◆ Task directions: Note how many lines in these entries contain "bool", and reply with that number alone.

====== Records for this exercise

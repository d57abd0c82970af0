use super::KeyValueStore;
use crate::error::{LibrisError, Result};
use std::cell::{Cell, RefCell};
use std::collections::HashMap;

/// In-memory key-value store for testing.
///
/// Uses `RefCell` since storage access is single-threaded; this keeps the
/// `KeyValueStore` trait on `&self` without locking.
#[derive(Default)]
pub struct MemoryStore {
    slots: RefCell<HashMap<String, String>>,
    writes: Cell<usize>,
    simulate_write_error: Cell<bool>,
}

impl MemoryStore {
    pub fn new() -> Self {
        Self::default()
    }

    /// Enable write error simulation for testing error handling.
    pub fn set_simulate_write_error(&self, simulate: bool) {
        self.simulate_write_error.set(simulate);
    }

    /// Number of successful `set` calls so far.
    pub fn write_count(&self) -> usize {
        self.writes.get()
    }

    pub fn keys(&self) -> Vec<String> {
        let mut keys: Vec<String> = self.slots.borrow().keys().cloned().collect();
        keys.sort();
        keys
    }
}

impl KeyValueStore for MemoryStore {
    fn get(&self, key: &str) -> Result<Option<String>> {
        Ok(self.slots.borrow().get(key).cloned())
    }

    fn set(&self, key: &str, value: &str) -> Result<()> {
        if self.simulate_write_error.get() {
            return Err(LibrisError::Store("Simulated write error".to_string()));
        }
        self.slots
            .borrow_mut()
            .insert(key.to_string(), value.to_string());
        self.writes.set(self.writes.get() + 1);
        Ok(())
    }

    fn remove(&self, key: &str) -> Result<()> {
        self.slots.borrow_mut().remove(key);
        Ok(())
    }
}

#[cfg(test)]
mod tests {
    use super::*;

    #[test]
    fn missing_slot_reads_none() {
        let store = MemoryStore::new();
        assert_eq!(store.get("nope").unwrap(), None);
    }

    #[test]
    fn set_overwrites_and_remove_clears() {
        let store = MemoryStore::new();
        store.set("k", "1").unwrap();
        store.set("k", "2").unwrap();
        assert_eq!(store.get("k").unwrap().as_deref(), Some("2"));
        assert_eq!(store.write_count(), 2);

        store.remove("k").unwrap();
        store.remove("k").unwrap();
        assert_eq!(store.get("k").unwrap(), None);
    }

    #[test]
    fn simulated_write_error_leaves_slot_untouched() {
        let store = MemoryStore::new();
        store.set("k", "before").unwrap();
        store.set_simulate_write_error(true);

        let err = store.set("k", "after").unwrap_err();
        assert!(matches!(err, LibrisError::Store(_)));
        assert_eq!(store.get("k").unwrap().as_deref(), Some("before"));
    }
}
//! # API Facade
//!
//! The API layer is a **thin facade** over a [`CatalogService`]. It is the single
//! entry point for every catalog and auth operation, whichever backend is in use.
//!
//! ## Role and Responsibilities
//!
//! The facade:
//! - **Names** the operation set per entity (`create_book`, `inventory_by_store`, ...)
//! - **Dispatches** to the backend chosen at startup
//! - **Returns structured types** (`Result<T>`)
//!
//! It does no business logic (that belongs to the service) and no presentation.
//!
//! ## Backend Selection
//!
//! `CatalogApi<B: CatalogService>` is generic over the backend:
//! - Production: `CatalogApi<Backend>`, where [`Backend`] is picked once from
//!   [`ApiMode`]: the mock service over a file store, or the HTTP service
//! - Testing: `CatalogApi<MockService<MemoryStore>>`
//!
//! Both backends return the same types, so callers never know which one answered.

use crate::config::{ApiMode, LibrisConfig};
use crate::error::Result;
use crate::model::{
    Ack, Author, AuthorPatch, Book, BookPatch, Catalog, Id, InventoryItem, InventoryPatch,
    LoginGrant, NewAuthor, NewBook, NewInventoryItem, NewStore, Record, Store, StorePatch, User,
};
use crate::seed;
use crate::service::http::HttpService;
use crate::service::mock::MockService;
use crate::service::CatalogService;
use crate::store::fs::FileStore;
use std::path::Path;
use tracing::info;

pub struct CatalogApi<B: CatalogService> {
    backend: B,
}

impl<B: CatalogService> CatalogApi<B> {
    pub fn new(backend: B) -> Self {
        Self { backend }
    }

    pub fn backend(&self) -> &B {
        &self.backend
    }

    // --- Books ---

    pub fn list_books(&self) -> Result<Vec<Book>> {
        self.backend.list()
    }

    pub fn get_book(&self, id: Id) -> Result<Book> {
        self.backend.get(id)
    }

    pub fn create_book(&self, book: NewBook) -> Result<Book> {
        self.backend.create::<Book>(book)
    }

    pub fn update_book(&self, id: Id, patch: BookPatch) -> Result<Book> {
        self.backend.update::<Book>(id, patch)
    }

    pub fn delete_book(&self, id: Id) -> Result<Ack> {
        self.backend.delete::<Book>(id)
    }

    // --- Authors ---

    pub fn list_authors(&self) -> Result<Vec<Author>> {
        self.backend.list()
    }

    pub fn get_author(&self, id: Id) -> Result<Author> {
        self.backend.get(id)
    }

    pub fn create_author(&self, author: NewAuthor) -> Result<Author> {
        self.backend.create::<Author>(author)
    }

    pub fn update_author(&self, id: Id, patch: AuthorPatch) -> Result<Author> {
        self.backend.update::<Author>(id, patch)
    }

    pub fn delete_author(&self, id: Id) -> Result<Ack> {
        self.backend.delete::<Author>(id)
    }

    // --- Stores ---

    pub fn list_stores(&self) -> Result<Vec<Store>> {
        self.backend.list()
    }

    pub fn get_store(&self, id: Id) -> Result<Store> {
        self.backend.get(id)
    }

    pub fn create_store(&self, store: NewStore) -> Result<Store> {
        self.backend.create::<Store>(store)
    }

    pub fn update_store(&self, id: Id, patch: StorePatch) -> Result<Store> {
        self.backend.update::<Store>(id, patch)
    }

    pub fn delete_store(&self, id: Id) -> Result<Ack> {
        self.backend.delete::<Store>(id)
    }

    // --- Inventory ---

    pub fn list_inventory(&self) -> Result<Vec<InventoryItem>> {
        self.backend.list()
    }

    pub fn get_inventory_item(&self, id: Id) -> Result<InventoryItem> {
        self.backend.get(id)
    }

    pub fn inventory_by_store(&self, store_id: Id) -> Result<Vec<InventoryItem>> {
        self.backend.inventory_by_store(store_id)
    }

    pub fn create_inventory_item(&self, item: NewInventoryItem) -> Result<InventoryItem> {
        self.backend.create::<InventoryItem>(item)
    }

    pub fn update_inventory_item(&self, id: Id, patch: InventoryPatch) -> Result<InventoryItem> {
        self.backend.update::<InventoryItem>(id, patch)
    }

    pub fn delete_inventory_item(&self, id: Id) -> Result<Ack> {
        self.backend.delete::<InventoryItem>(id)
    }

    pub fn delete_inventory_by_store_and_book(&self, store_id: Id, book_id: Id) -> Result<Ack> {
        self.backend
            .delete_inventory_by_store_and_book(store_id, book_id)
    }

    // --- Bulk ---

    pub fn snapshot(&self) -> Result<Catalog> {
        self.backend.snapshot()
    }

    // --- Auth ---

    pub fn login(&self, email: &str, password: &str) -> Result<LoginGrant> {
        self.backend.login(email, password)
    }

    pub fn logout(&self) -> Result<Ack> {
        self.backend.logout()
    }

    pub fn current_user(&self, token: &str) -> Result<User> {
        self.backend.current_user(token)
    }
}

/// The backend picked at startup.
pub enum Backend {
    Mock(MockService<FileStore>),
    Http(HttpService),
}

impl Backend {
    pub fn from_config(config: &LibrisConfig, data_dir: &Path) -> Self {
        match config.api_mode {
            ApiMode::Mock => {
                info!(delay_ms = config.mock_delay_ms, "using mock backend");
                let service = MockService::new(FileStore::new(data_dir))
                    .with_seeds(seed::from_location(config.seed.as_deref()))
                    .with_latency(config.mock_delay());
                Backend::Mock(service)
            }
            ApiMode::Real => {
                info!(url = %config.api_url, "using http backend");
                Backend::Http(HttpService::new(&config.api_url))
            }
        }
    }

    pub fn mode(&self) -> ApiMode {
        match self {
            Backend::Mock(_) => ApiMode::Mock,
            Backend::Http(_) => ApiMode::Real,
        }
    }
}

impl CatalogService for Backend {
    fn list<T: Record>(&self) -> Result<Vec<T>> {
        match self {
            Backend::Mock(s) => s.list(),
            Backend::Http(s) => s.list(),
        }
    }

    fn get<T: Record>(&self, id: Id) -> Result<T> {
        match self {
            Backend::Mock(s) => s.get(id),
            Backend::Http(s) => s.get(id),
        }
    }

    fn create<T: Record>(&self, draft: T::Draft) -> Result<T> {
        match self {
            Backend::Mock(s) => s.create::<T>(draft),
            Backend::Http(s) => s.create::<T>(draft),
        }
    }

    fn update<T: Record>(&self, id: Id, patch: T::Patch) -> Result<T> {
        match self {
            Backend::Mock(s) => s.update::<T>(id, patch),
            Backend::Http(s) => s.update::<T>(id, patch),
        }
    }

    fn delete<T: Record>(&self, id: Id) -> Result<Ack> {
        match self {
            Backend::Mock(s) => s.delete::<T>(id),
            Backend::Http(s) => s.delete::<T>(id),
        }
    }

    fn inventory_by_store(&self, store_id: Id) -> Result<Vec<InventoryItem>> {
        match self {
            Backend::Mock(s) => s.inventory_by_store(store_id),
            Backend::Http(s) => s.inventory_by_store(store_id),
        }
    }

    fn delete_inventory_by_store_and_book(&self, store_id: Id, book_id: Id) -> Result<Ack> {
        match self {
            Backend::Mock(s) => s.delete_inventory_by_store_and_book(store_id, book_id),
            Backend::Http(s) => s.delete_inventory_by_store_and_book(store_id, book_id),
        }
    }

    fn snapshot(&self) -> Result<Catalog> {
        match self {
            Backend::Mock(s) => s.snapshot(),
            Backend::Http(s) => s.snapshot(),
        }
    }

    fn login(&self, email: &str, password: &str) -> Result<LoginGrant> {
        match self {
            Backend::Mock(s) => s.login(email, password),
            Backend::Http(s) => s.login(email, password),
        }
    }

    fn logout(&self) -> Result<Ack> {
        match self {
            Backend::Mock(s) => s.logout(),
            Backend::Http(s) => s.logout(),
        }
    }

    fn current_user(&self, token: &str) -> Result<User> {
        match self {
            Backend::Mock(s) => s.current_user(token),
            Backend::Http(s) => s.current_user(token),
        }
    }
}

============

◆ Solution: 2